Desde então, máscaras obrigatórias, distanciamento físico, horários desfasados, turmas organizadas em “bolhas”, circuitos para entrar e sair da escola, ou planos de contingência com o que fazer em caso de surtos de covid-19 passaram a fazer parte das preocupações dos diretores a esta altura.
No próximo ano, essas restrições já não farão parte do quotidiano dos alunos, mas o presidente da Associação Nacional de Dirigentes Escolares (ANDE) sublinha que a pandemia da covid-19 não está ultrapassada. “A escola de hoje não é a escola de 2019”, afirmou Manuel Pereira, sustentando que apesar de já não vigorarem medidas restritivas, as escolas também aprenderam algumas lições com a pandemia que se vão refletir nas pequenas coisas, por exemplo, o reforço da higienização dos espaços.
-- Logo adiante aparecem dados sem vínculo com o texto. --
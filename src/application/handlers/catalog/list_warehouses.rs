//! ListWarehousesHandler - active warehouses for selection lists.

use std::sync::Arc;

use crate::domain::foundation::DomainError;
use crate::domain::warehouse::Warehouse;
use crate::ports::WarehouseRepository;

pub struct ListWarehousesHandler {
    warehouses: Arc<dyn WarehouseRepository>,
}

impl ListWarehousesHandler {
    pub fn new(warehouses: Arc<dyn WarehouseRepository>) -> Self {
        Self { warehouses }
    }

    pub async fn handle(&self) -> Result<Vec<Warehouse>, DomainError> {
        self.warehouses.list_active().await
    }
}
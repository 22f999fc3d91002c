//! AddProductsHandler - attaches products to a session as zero-quantity
//! count rows.
//!
//! Membership and counting share one table: inserting a count row with
//! zero quantities is what "the product is part of this session" means.
//! The operation is idempotent per product - an existing (session,
//! product) row is skipped silently.

use std::sync::Arc;

use crate::domain::foundation::{CountId, DomainError, ErrorCode, ProductId, SessionId, Timestamp};
use crate::domain::inventory::InventoryCount;
use crate::ports::{CountRepository, ProductRepository, SessionRepository};

/// Command to add products to an open session.
#[derive(Debug, Clone)]
pub struct AddProductsCommand {
    pub session_id: SessionId,
    pub product_ids: Vec<ProductId>,
}

/// Handler for bulk product attachment.
pub struct AddProductsHandler {
    sessions: Arc<dyn SessionRepository>,
    counts: Arc<dyn CountRepository>,
    products: Arc<dyn ProductRepository>,
}

impl AddProductsHandler {
    pub fn new(
        sessions: Arc<dyn SessionRepository>,
        counts: Arc<dyn CountRepository>,
        products: Arc<dyn ProductRepository>,
    ) -> Self {
        Self {
            sessions,
            counts,
            products,
        }
    }

    /// Returns the newly inserted counts (not the skipped ones).
    ///
    /// Products are processed independently in order. An unknown product
    /// aborts the remaining processing; callers should pre-validate
    /// product existence to avoid partial side effects.
    pub async fn handle(&self, cmd: AddProductsCommand) -> Result<Vec<InventoryCount>, DomainError> {
        let session = self
            .sessions
            .get_by_id(&cmd.session_id)
            .await?
            .ok_or_else(|| {
                DomainError::new(ErrorCode::SessionNotFound, "Inventory session not found")
            })?;
        session.ensure_open()?;

        let now = Timestamp::now();
        let mut added = Vec::new();
        for product_id in &cmd.product_ids {
            if self
                .counts
                .exists_by_session_and_product(&cmd.session_id, product_id)
                .await?
            {
                continue;
            }
            if self.products.get_by_id(product_id).await?.is_none() {
                return Err(DomainError::new(
                    ErrorCode::ProductNotFound,
                    format!("Product not found: {}", product_id),
                ));
            }
            let count = InventoryCount::placeholder(CountId::new(), cmd.session_id, *product_id, now);
            self.counts.save(&count).await?;
            added.push(count);
        }

        tracing::info!(
            session_id = %cmd.session_id,
            requested = cmd.product_ids.len(),
            added = added.len(),
            "products added to inventory session"
        );
        Ok(added)
    }
}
“Os tempos novos têm de ser vividos à luz do que se aprendeu nos tempos passados, e vamos ter de continuar a viver com a pandemia”, acrescentou o diretor que, por exemplo, quanto ao uso de máscara, considera positivo os alunos o façam nos transportes públicos, apesar de já não ser obrigatório.
Por outro lado, algumas escolas vão manter igualmente os planos de contingência e o contacto próximo com as autoridades de saúde para evitarem, tanto quando possível, casos de infeção e para saberem o que fazer se isso acontecer.
“Toda a gente deseja a normalidade”, acrescenta, por sua vez, a presidente da Confederação Nacional das Associações de Pais (Confap), que admitiu que uma das principais preocupações dos pais em vésperas do regresso às aulas se prende com a saúde mental dos alunos e professores depois de três anos com constrangimentos devido à pandemia.
Estamos muito melhor preparados e já temos muita experiência com os meios digitais e em aplicá-los nas aulas à distância.
A atual situação epidemiológica permite que assim seja, mas o Governo não afasta a possibilidade de, com a chegada do outono e inverno, a situação se agrave e implique medidas adicionais. Os diretores esperam que eventuais medidas não voltem a afetar as escolas e o ensino, mas asseguram que, se for necessário, também estão preparados para isso.
“Estamos muito melhor preparados e já temos muita experiência com os meios digitais e em aplicá-los nas aulas à distância”, afirmou Filinto Lima, recordando que esse foi o grande desafio quando as escolas encerraram em 2020, mas, após dois anos com novos períodos de aulas ensino ‘online’, deixou de ser impeditivo.
Da parte da Confap, Mariana Carvalho concorda que entre as várias medidas implementadas devido à Covid-19, algumas poderão continuar a ser vantajosas neste novo período, como o reforço da higienização dos espaços e algum desfasamento de horários que permita facilitar a circulação à entrada das escolas.
Por outro lado, a representante dos pais alerta que para algumas crianças esse regresso à normalidade poderá ser estranho e, por isso, sublinha a necessidade de as escolas estarem também atentas a esse aspeto. “Acredito que conseguiríamos ajudar toda a comunidade educativa criando equipas multidisciplinares que estivessem presentes nas escolas e próximas das comunidades”, acrescenta.
Esse é também um dos eixos do Plano 21|23 Escola+, para a recuperação das aprendizagens afetadas durante a pandemia, que destaca igualmente o bem-estar da comunidade escolar e se vai manter durante o próximo ano letivo.